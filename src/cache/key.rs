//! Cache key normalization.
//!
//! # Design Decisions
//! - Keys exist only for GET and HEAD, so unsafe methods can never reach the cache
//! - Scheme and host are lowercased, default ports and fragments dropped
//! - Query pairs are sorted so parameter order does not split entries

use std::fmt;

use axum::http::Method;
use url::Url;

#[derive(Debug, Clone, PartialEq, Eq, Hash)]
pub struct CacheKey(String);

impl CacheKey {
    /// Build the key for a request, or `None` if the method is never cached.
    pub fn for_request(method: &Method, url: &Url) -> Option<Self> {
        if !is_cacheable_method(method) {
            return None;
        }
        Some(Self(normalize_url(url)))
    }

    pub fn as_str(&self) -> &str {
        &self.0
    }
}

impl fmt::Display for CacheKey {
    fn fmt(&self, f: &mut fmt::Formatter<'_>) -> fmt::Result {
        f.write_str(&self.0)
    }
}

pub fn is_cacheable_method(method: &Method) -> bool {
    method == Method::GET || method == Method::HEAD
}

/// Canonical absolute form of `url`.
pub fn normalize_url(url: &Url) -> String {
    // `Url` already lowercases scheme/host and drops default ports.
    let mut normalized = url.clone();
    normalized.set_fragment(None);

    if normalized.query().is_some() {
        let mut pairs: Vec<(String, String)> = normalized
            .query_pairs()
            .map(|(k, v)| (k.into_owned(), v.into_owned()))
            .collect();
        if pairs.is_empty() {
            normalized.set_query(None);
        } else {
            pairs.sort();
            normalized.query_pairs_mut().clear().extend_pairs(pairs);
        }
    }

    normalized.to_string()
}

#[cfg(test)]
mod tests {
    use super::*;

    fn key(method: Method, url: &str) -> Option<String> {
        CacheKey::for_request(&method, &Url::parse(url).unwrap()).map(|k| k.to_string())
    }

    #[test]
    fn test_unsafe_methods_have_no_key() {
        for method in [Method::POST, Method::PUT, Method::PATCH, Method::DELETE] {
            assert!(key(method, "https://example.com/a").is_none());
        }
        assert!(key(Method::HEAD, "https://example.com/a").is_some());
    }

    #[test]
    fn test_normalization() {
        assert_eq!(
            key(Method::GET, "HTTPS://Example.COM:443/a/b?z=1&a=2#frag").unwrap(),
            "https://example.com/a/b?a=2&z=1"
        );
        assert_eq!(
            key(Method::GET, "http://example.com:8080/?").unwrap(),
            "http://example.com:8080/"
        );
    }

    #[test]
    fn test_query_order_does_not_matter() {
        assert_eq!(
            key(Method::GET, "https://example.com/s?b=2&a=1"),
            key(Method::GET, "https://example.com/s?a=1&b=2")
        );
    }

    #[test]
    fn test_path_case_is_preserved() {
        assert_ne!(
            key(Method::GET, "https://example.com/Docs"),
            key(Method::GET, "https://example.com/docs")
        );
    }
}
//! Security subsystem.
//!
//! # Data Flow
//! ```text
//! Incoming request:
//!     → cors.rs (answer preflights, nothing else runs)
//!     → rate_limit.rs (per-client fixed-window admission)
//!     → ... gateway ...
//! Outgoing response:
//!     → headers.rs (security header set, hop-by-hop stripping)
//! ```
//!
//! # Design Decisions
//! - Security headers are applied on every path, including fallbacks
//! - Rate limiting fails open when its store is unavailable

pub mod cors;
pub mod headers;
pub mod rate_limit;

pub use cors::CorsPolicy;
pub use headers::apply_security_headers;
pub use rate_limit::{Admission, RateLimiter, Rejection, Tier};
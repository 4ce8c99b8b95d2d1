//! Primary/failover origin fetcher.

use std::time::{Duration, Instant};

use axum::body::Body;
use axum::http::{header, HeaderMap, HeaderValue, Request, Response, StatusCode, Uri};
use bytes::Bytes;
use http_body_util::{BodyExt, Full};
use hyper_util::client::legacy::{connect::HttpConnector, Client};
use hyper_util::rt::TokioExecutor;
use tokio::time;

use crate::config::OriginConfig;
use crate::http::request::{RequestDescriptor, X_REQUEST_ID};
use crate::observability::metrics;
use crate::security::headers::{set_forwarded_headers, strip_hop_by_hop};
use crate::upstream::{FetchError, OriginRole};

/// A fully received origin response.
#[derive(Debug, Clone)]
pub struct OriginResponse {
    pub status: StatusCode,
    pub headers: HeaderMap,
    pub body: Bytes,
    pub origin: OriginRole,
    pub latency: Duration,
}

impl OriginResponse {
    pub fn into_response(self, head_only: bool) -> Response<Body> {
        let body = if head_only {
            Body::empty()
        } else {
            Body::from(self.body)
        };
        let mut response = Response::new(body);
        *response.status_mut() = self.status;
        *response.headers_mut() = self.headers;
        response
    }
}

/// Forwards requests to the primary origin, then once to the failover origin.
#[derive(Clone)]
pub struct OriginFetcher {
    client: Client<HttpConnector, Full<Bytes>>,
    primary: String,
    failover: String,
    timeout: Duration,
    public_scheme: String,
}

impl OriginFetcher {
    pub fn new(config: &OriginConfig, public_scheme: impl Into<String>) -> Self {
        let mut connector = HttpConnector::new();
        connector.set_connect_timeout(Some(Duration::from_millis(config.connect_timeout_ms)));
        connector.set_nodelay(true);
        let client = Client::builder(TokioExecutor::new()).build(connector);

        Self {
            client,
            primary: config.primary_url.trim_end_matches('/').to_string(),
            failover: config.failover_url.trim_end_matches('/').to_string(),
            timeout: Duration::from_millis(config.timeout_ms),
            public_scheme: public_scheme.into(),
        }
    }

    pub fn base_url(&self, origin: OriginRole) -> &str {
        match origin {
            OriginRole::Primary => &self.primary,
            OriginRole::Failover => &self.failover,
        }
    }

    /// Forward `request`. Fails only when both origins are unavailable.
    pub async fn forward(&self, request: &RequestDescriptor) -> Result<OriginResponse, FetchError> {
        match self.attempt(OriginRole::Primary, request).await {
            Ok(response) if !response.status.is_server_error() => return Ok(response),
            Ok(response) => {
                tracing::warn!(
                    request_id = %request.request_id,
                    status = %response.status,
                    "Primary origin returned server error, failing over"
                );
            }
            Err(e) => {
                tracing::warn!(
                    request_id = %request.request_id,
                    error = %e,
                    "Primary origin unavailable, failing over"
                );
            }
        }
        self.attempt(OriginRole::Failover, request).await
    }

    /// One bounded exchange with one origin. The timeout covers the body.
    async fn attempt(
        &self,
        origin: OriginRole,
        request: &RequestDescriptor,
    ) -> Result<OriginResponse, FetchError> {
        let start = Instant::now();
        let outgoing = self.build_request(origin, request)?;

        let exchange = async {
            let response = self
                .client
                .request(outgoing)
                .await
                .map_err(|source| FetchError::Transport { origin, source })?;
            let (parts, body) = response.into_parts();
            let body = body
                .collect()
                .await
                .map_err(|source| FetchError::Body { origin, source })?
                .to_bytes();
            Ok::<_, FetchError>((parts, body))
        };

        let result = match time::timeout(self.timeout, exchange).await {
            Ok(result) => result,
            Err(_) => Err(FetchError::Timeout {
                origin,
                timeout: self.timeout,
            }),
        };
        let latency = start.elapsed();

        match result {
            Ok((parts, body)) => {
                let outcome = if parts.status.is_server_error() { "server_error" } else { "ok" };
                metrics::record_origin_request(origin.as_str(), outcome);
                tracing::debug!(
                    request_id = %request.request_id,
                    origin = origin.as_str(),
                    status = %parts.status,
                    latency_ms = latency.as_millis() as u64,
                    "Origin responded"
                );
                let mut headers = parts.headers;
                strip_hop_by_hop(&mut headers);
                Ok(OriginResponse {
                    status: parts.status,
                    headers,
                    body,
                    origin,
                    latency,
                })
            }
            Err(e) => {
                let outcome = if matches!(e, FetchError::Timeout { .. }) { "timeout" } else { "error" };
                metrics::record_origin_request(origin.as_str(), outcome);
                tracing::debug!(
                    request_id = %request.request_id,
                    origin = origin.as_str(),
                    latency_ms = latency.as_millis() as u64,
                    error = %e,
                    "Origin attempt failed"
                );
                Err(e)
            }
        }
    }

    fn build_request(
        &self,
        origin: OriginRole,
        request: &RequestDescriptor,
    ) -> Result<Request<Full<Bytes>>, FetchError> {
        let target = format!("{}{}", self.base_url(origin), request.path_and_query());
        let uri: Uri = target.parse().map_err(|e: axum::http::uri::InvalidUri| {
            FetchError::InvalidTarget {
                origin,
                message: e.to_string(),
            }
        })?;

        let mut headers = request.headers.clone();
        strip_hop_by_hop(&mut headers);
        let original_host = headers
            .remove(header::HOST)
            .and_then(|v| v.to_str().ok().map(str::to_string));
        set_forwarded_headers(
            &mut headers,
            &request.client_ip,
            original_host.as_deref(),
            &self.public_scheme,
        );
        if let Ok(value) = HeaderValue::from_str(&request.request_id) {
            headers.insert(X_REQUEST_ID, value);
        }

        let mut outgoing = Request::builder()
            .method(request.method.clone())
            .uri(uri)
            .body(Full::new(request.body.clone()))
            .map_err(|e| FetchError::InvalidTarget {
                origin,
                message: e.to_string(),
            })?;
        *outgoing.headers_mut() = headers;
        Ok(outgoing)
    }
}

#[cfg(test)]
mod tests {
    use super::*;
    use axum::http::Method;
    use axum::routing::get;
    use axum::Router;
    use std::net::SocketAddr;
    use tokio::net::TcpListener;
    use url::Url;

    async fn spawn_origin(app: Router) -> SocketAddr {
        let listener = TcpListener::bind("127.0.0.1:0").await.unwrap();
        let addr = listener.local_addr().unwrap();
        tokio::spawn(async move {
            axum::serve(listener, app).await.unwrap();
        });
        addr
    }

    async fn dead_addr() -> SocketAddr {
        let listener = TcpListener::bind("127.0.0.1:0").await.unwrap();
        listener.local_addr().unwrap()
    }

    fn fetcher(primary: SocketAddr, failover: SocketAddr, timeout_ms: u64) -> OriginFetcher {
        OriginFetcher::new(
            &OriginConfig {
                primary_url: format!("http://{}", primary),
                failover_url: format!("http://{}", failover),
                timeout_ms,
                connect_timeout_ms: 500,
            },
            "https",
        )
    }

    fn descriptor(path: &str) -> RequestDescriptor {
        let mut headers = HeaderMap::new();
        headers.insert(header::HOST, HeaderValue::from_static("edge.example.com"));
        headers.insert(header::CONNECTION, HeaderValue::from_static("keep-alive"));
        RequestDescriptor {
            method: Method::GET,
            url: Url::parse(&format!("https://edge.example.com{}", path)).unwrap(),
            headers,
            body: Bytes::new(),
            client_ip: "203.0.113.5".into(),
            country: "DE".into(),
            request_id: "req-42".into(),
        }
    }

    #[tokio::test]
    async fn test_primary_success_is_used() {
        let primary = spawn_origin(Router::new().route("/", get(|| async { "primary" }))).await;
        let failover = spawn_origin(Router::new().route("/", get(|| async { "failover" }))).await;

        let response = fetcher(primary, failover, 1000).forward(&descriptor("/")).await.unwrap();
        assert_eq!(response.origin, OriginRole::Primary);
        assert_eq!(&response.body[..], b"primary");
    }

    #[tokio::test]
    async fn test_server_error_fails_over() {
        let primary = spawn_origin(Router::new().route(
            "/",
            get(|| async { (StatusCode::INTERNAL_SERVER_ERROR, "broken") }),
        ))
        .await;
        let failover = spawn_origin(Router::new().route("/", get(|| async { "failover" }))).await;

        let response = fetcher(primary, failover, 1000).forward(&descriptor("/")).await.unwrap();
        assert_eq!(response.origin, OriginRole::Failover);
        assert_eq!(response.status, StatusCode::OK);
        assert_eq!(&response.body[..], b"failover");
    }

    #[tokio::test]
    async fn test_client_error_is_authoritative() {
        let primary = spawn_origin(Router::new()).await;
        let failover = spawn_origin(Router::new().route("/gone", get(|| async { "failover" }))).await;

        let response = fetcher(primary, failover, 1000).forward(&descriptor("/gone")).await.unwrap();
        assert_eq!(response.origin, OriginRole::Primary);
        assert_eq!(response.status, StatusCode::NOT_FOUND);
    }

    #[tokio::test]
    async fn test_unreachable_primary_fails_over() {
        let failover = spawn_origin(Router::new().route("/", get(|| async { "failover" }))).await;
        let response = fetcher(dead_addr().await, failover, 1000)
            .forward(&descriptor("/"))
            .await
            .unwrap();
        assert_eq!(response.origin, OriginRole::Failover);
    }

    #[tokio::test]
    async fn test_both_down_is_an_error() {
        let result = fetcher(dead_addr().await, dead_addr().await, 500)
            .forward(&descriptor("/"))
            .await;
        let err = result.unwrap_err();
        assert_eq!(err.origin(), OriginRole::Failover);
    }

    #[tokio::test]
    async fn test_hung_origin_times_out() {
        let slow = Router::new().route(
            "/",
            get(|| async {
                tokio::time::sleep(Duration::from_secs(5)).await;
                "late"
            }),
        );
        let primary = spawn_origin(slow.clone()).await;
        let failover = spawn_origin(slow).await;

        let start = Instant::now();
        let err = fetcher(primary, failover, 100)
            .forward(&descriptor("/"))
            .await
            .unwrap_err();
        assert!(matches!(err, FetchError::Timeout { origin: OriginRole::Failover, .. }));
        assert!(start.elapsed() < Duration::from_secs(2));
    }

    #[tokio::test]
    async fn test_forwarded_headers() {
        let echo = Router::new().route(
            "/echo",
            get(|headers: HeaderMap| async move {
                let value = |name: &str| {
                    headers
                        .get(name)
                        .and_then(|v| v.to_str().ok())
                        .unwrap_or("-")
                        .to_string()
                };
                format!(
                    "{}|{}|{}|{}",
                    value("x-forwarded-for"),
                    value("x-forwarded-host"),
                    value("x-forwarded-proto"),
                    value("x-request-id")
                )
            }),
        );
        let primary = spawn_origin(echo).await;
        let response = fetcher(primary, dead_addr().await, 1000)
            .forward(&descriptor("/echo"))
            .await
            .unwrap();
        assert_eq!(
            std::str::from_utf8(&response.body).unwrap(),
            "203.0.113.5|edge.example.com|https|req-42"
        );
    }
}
______________________________
**WORK ITEM:** What is needed is an exact copy of the entries above, from the first line through the line holding "and fragments dropped", with both of those lines kept; please give nothing else.

**TASK ANSWER:**
filename src/cache/key.rs
//! Cache key normalization.
//!
//! # Design Decisions
//! - Keys exist only for GET and HEAD, so unsafe methods can never reach the cache
//! - Scheme and host are lowercased, default ports and fragments dropped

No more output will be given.